- _Action item_:
One range is to be output from the listing below, exactly as written: the line with "mod config;" to the line with "routes come before", both kept.

- _Extracted material_:
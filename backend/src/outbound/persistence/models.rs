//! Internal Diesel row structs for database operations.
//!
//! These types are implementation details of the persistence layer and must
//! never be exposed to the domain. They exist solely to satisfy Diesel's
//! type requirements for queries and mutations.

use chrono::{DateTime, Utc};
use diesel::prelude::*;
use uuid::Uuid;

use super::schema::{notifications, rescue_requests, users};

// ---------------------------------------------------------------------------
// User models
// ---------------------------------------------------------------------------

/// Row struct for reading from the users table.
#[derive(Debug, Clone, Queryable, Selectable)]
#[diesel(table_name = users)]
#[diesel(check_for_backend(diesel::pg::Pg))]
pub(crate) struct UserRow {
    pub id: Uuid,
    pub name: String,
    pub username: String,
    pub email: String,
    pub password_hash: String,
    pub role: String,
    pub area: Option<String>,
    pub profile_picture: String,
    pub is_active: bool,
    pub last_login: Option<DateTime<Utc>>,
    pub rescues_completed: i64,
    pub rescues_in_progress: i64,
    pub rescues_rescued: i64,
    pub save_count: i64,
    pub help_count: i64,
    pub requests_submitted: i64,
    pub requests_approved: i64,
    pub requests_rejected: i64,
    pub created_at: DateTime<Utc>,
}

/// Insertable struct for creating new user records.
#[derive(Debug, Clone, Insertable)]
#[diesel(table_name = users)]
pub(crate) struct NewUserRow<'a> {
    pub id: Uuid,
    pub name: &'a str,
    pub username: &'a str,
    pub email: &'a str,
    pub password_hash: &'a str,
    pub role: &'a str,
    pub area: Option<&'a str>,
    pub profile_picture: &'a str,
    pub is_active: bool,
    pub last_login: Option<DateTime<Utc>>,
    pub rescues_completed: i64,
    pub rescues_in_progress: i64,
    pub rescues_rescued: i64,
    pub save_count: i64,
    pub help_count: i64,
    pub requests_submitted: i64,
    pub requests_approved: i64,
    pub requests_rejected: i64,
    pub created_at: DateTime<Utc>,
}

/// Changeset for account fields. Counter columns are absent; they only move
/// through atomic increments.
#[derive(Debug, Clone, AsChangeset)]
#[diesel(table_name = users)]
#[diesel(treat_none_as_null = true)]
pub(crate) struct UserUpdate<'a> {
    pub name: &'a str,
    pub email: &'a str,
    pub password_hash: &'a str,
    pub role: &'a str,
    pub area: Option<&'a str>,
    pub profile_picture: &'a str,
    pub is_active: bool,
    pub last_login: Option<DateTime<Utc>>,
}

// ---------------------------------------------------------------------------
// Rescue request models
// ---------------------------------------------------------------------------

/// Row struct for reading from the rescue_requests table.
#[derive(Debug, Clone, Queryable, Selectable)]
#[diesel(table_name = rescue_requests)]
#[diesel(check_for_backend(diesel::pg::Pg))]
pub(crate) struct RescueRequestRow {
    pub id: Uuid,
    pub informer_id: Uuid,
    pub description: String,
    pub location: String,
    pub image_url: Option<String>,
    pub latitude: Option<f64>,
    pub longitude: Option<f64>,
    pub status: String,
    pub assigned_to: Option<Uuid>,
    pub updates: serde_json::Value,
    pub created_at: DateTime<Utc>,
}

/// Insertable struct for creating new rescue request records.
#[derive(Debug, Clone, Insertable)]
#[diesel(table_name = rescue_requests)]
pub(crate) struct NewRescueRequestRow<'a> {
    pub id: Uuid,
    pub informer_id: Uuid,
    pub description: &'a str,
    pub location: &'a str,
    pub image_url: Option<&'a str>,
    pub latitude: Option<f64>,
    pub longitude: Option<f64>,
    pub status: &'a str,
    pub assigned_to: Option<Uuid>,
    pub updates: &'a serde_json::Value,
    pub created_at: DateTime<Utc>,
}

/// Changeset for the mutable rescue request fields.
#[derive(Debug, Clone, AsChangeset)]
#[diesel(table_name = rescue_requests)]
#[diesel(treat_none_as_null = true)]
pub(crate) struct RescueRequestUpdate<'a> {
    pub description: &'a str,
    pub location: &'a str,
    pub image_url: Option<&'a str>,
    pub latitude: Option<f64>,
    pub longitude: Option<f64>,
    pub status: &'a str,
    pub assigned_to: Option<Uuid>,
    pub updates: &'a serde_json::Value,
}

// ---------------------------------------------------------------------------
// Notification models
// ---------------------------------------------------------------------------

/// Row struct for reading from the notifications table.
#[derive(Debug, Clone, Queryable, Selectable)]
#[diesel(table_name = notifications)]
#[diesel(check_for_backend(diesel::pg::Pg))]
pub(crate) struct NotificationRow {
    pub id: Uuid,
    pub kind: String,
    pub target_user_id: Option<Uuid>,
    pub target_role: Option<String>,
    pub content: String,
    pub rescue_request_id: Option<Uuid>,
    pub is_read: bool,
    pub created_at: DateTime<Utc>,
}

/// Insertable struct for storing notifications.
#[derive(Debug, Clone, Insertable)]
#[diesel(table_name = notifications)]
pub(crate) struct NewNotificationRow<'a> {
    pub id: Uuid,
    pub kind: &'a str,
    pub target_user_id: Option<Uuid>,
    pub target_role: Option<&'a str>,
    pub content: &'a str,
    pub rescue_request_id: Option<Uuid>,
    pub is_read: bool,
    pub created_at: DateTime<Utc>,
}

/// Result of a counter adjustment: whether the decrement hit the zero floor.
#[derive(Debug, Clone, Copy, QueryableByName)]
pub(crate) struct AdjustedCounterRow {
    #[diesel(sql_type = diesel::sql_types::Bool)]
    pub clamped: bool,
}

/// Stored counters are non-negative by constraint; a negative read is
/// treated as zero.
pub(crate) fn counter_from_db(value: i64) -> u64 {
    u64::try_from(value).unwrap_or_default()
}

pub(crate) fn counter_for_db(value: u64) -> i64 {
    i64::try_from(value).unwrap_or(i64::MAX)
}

---

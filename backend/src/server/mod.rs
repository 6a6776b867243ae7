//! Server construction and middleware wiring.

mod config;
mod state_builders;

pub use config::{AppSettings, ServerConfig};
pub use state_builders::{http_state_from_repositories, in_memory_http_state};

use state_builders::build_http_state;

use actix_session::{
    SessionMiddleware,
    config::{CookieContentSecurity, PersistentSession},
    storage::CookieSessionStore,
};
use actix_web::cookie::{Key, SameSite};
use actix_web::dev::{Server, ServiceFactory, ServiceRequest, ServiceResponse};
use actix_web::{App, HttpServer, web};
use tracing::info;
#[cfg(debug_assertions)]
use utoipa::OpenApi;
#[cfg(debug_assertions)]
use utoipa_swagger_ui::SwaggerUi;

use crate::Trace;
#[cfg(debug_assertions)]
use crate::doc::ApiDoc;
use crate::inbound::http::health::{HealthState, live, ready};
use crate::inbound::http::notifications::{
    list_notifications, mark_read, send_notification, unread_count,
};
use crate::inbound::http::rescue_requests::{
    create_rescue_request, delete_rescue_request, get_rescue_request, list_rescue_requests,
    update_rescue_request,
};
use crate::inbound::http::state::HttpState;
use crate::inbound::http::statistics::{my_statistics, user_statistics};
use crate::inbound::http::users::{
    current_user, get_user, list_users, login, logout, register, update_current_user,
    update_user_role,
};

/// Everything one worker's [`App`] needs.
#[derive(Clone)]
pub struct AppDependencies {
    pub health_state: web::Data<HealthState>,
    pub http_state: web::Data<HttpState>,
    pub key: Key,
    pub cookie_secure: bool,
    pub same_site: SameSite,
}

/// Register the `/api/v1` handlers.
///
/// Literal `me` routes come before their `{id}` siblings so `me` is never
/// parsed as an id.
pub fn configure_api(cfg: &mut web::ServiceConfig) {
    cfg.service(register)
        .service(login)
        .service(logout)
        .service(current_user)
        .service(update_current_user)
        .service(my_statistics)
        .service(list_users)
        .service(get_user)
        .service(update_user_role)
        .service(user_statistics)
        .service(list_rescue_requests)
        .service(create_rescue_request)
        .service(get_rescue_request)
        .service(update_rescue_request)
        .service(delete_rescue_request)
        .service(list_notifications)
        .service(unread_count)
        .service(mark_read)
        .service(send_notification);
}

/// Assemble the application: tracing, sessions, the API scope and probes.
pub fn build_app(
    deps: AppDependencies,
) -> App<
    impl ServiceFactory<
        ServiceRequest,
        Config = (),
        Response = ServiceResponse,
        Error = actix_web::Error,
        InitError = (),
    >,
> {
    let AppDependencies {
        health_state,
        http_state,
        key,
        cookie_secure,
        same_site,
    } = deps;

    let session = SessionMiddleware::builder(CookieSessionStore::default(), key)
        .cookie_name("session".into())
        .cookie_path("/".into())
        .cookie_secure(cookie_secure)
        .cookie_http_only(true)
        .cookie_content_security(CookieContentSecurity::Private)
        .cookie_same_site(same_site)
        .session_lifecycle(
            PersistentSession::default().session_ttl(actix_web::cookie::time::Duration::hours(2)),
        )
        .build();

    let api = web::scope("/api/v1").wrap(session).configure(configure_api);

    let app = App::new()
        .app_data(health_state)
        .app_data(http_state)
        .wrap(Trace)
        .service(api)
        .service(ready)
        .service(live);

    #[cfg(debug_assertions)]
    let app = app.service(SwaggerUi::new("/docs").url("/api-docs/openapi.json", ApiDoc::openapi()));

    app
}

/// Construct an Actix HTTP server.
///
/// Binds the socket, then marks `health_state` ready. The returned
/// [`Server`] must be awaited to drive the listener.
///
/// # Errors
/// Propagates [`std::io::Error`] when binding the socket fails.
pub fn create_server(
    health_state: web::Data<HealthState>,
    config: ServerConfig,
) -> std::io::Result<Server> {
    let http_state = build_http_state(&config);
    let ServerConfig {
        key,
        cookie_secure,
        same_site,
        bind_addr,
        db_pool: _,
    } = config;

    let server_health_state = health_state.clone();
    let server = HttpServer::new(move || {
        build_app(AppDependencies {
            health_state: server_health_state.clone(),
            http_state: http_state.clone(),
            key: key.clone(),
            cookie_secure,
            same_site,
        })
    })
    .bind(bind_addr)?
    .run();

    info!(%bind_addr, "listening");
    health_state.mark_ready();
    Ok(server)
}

- _Exercise answer_:
mod config;
mod state_builders;

pub use config::{AppSettings, ServerConfig};
pub use state_builders::{http_state_from_repositories, in_memory_http_state};

use state_builders::build_http_state;

use actix_session::{
    SessionMiddleware,
    config::{CookieContentSecurity, PersistentSession},
    storage::CookieSessionStore,
};
use actix_web::cookie::{Key, SameSite};
use actix_web::dev::{Server, ServiceFactory, ServiceRequest, ServiceResponse};
use actix_web::{App, HttpServer, web};
use tracing::info;
#[cfg(debug_assertions)]
use utoipa::OpenApi;
#[cfg(debug_assertions)]
use utoipa_swagger_ui::SwaggerUi;

use crate::Trace;
#[cfg(debug_assertions)]
use crate::doc::ApiDoc;
use crate::inbound::http::health::{HealthState, live, ready};
use crate::inbound::http::notifications::{
    list_notifications, mark_read, send_notification, unread_count,
};
use crate::inbound::http::rescue_requests::{
    create_rescue_request, delete_rescue_request, get_rescue_request, list_rescue_requests,
    update_rescue_request,
};
use crate::inbound::http::state::HttpState;
use crate::inbound::http::statistics::{my_statistics, user_statistics};
use crate::inbound::http::users::{
    current_user, get_user, list_users, login, logout, register, update_current_user,
    update_user_role,
};

/// Everything one worker's [`App`] needs.
#[derive(Clone)]
pub struct AppDependencies {
    pub health_state: web::Data<HealthState>,
    pub http_state: web::Data<HttpState>,
    pub key: Key,
    pub cookie_secure: bool,
    pub same_site: SameSite,
}

/// Register the `/api/v1` handlers.
///
/// Literal `me` routes come before their `{id}` siblings so `me` is never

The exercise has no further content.